Abstract:
Obesity and diabetes are the major risk factors for cardiovascular diseases being associated with increased reactive oxygen species (ROS) generation. We have previously demonstrated that monoamine oxidase (MAO), and mitochondrial enzyme with two isoforms, A and B, is a novel source of cardiac oxidative stress in rats with streptozotocin-induced diabetes. We hypothesized that MAO contributes to ROS generation in hearts isolated from rats with diet-induced obesity (24 weeks of high calorie junk food diet that lead to a prediabetic state). Cardiac MAO expression (immune fluorescence and qRT-PCR) and ROS level (spectrophotometry – ferrous oxidation xylenol orange assay, and immune fluorescence – dihydroethidium staining) were assessed in samples isolated from obese vs control rats. Experiments were performed in the presence vs absence of MAO A and B inhibitors (clorgyline and selegiline, 10 µM). Both MAO isoforms were increased in cardiac samples from diseased animals, being associated with high ROS generation. In vitro treatment with MAO inhibitors mitigated the ROS production in the hearts from obese rats.

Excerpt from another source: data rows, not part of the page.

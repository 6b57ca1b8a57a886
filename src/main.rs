use std::{collections::HashMap, fs};

use clap::Parser;
use embex::{evaluate, interpreter::value::Value};

/// embex is a minimal embeddable expression language with host-injected
/// contexts and dynamic resolvers.
#[derive(Parser, Debug)]
#[command(version, about, long_about = None)]
struct Args {
    /// Tells embex to look at a file instead of a script.
    #[arg(short, long)]
    file: bool,

    /// Static bindings injected into the evaluation, as `name=value` pairs.
    /// Values must be numeric.
    #[arg(short, long, value_name = "NAME=VALUE")]
    context: Vec<String>,

    /// Also print the final environment and the provenance of each binding.
    #[arg(short, long)]
    env: bool,

    contents: String,
}

fn main() {
    let args = Args::parse();

    let script = if args.file {
        fs::read_to_string(&args.contents).unwrap_or_else(|_| {
            eprintln!("Failed to read the input file '{}'. Perhaps this file does not exist?",
                      &args.contents);
            std::process::exit(1);
        })
    } else {
        args.contents
    };

    let context = parse_context_args(&args.context).unwrap_or_else(|message| {
                                                       eprintln!("{message}");
                                                       std::process::exit(1);
                                                   });

    match evaluate(&script, context, None) {
        Ok(result) => {
            println!("{}", result.value);
            if args.env {
                let mut names: Vec<_> = result.env.keys().collect();
                names.sort();
                for name in names {
                    let origin = result.provenance
                                       .get(name)
                                       .map_or_else(String::new, |o| format!(" ({o})"));
                    println!("{name} = {}{origin}", result.env[name]);
                }
            }
        },
        Err(e) => {
            eprintln!("{e}");
            std::process::exit(1);
        },
    }
}

/// Parses `name=value` pairs into context bindings.
///
/// This is the untyped boundary of the system, so the numeric validation
/// happens here: a value parses as an integer first, then as a real, and
/// anything else is rejected before evaluation starts.
fn parse_context_args(pairs: &[String]) -> Result<HashMap<String, Value>, String> {
    let mut context = HashMap::new();

    for pair in pairs {
        let Some((name, raw)) = pair.split_once('=') else {
            return Err(format!("Invalid context binding '{pair}'. Expected NAME=VALUE."));
        };

        let value = if let Ok(n) = raw.parse::<i64>() {
            Value::Integer(n)
        } else if let Ok(r) = raw.parse::<f64>() {
            Value::Real(r)
        } else {
            return Err(format!("Context value for '{name}' must be numeric, got '{raw}'."));
        };

        context.insert(name.to_string(), value);
    }

    Ok(context)
}
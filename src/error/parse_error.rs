#[derive(Debug, PartialEq)]
/// Represents all errors that can occur during parsing.
pub enum ParseError {
    /// Found a token that starts no valid statement or primary expression.
    UnexpectedToken {
        /// The token encountered.
        token: String,
    },
    /// Reached the end of input unexpectedly.
    UnexpectedEndOfInput,
    /// A specific token was expected but something else was found.
    ExpectedToken {
        /// Description of the expected token.
        expected: String,
        /// The token that was actually found.
        found:    String,
    },
}

impl std::fmt::Display for ParseError {
    fn fmt(&self, f: &mut std::fmt::Formatter<'_>) -> std::fmt::Result {
        match self {
            Self::UnexpectedToken { token } => {
                write!(f, "Unexpected token: {token}.")
            },

            Self::UnexpectedEndOfInput => write!(f, "Unexpected end of input."),

            Self::ExpectedToken { expected, found } => {
                write!(f, "Expected {expected}, got {found}.")
            },
        }
    }
}

impl std::error::Error for ParseError {}
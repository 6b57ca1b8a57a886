/// Binary arithmetic over runtime values.
pub mod binary;
/// The evaluator state and the statement/expression walk.
pub mod core;
/// The layered identifier-resolution protocol and the resolver hook.
pub mod resolve;
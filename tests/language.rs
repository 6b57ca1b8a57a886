use std::{cell::Cell, collections::HashMap};

use embex::{
    error::{Error, ErrorKind, RuntimeError},
    evaluate, evaluate_with_env,
    interpreter::{
        evaluator::resolve::{Origin, Resolver},
        lexer::{Token, tokenize},
        parser::core::{parse_source, parse_tokens},
        value::Value,
    },
};
use pretty_assertions::assert_eq;

fn eval_value(src: &str) -> Value {
    evaluate(src, HashMap::new(), None).unwrap_or_else(|e| panic!("Script failed: {e}"))
                                       .value
}

fn eval_error(src: &str) -> Error {
    match evaluate(src, HashMap::new(), None) {
        Ok(result) => panic!("Script succeeded with {:?} but was expected to fail", result.value),
        Err(e) => e,
    }
}

fn context_of(pairs: &[(&str, Value)]) -> HashMap<String, Value> {
    pairs.iter().map(|(name, value)| ((*name).to_string(), *value)).collect()
}

#[test]
fn arithmetic_precedence_and_associativity() {
    assert_eq!(eval_value("1 + 2 * 3"), Value::Integer(7));
    assert_eq!(eval_value("(1 + 2) * 3"), Value::Integer(9));
    assert_eq!(eval_value("2 * 3 + 4 * 5"), Value::Integer(26));
    assert_eq!(eval_value("10 - 2 - 3"), Value::Integer(5));
    assert_eq!(eval_value("100 / 5 / 2"), Value::Integer(10));
    assert_eq!(eval_value("7 / 2"), Value::Integer(3));
    assert_eq!(eval_value("1.5 * 2"), Value::Real(3.0));
    assert_eq!(eval_value("0.5 + 0.25"), Value::Real(0.75));
}

#[test]
fn declaration_then_reference_through_starting_env() {
    let first = evaluate("let x = 10", HashMap::new(), None).unwrap();
    assert_eq!(first.value, Value::Integer(10));
    assert_eq!(first.provenance.get("x"), Some(&Origin::Script));

    let second = evaluate_with_env("x * 2", first.env, HashMap::new(), None).unwrap();
    assert_eq!(second.value, Value::Integer(20));
}

#[test]
fn const_cannot_be_rebound() {
    let err = eval_error("const pi = 3\nlet pi = 4");
    assert_eq!(err.kind(), ErrorKind::Evaluation);
    assert!(err.to_string().contains("pi"));

    let err = eval_error("const pi = 3\nconst pi = 4");
    assert_eq!(err.kind(), ErrorKind::Evaluation);

    // A let binding stays rebindable.
    assert_eq!(eval_value("let x = 1\nlet x = 2\nx"), Value::Integer(2));
}

#[test]
fn script_bindings_win_over_context_and_resolver() {
    let resolver: &Resolver = &|_name, _bindings| Ok(Some(Value::Integer(999)));

    let result = evaluate("let x = 10\nx * 2",
                          context_of(&[("x", Value::Integer(100))]),
                          Some(resolver)).unwrap();

    assert_eq!(result.value, Value::Integer(20));
    assert_eq!(result.provenance.get("x"), Some(&Origin::Script));
}

#[test]
fn context_bindings_resolve_and_record_provenance() {
    let result = evaluate("x + 1", context_of(&[("x", Value::Integer(100))]), None).unwrap();

    assert_eq!(result.value, Value::Integer(101));
    assert_eq!(result.provenance.get("x"), Some(&Origin::Context));
    // Context bindings are not script bindings.
    assert!(result.env.is_empty());
}

#[test]
fn division_by_zero_fails() {
    let err = eval_error("10 / 0");
    assert_eq!(err.kind(), ErrorKind::Evaluation);
    assert_eq!(err.to_string(), "Division by zero.");

    let err = eval_error("1.5 / 0");
    assert_eq!(err.kind(), ErrorKind::Evaluation);

    assert_eq!(eval_value("10 / 2"), Value::Integer(5));
}

#[test]
fn resolver_supplies_missing_names() {
    let resolver: &Resolver = &|name, _bindings| {
        if name == "y" {
            Ok(Some(Value::Integer(10)))
        } else {
            Ok(None)
        }
    };

    let result = evaluate("y + 1", HashMap::new(), Some(resolver)).unwrap();
    assert_eq!(result.value, Value::Integer(11));
    assert_eq!(result.provenance.get("y"), Some(&Origin::Resolver));
    // Resolver hits never leak into the script environment.
    assert!(result.env.is_empty());
}

#[test]
fn resolver_miss_is_a_name_error() {
    let resolver: &Resolver = &|_name, _bindings| Ok(None);

    let err = evaluate("y + 1", HashMap::new(), Some(resolver)).unwrap_err();
    assert_eq!(err.kind(), ErrorKind::Name);
    assert_eq!(err.to_string(), "Undefined variable 'y'.");

    // Without a resolver the same script fails the same way.
    let err = eval_error("y + 1");
    assert_eq!(err.kind(), ErrorKind::Name);
}

#[test]
fn resolver_runs_at_most_once_per_name() {
    let calls = Cell::new(0u32);
    let resolver: &Resolver = &|_name, _bindings| {
        calls.set(calls.get() + 1);
        Ok(Some(Value::Integer(5)))
    };

    let result = evaluate("y + y + y", HashMap::new(), Some(resolver)).unwrap();
    assert_eq!(result.value, Value::Integer(15));
    assert_eq!(calls.get(), 1);
}

#[test]
fn resolver_sees_script_bindings_over_context() {
    let seen = Cell::new(None);
    let resolver: &Resolver = &|name, bindings| {
        if name == "y" {
            seen.set(bindings.get("x").copied());
            Ok(Some(Value::Integer(0)))
        } else {
            Ok(None)
        }
    };

    evaluate("let x = 10\ny",
             context_of(&[("x", Value::Integer(100))]),
             Some(resolver)).unwrap();

    // The merged view hands the resolver the script's value for x.
    assert_eq!(seen.get(), Some(Value::Integer(10)));
}

#[test]
fn resolver_failures_propagate() {
    let resolver: &Resolver = &|_name, _bindings| {
        Err(RuntimeError::ResolverFailed { message: "backend unavailable".to_string() })
    };

    let err = evaluate("y", HashMap::new(), Some(resolver)).unwrap_err();
    assert_eq!(err.kind(), ErrorKind::Evaluation);
    assert!(err.to_string().contains("backend unavailable"));
}

#[test]
fn multi_line_programs_share_one_environment() {
    let result = evaluate("let a = 1\nlet b = 2\na + b\n", HashMap::new(), None).unwrap();
    assert_eq!(result.value, Value::Integer(3));
    assert_eq!(result.env,
               context_of(&[("a", Value::Integer(1)), ("b", Value::Integer(2))]));

    // Blank lines and a missing trailing newline change nothing.
    let with_blanks = evaluate("\nlet a = 1\n\n\nlet b = 2\na + b", HashMap::new(), None).unwrap();
    assert_eq!(with_blanks.value, Value::Integer(3));
    assert_eq!(with_blanks.env, result.env);
}

#[test]
fn parsing_is_idempotent() {
    let source = "let a = 1\nconst b = a + 2\n(a + b) * 3";
    assert_eq!(parse_source(source).unwrap(), parse_source(source).unwrap());
}

#[test]
fn token_sequence_parses_like_the_source() {
    let source = "let a = 1\n(a + 2.5) * 3";
    let tokens = tokenize(source);
    assert_eq!(parse_tokens(&tokens).unwrap(), parse_source(source).unwrap());
}

#[test]
fn malformed_source_is_a_syntax_error() {
    for source in ["", "\n\n", "let = 5", "1 +", "(1 + 2", "let x 5", "1 @ 2", "x = 5 5"] {
        let err = eval_error(source);
        assert_eq!(err.kind(), ErrorKind::Syntax, "source: {source:?}");
    }
}

#[test]
fn lexer_token_shapes() {
    assert_eq!(tokenize(""), vec![]);
    assert_eq!(tokenize("let x = 1.5"),
               vec![Token::Let,
                    Token::Identifier("x".to_string()),
                    Token::Equals,
                    Token::Real(1.5)]);
    assert_eq!(tokenize("const _y2\n"),
               vec![Token::Const,
                    Token::Identifier("_y2".to_string()),
                    Token::NewLine]);
    // Carriage returns are whitespace, not separators.
    assert_eq!(tokenize("1\r\n2"),
               vec![Token::Integer(1), Token::NewLine, Token::Integer(2)]);
    // Unrecognized input becomes Unknown instead of failing the lexer.
    assert_eq!(tokenize("é"), vec![Token::Unknown("é".to_string())]);
    assert_eq!(tokenize("1 @ 2"),
               vec![Token::Integer(1),
                    Token::Unknown("@".to_string()),
                    Token::Integer(2)]);
}

#[test]
fn result_carries_reserved_slots_and_version() {
    let result = evaluate("1 + 1", HashMap::new(), None).unwrap();
    assert!(result.errors.is_empty());
    assert!(result.diagnostics.is_empty());
    assert_eq!(result.meta.version, env!("CARGO_PKG_VERSION"));
}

In conclusion, both MAO isoforms contribute to cardiac oxidative stress and can be targeted with the available armamentarium of MAO inhibitors in the settings of obesity and prediabetes.
Research supported by the university internal grant no. 6POSTDOC/1871/12.02.2020.
Key words: Monoamine oxidase; Oxidative stress; Obesity; Prediabetes; Rat heart.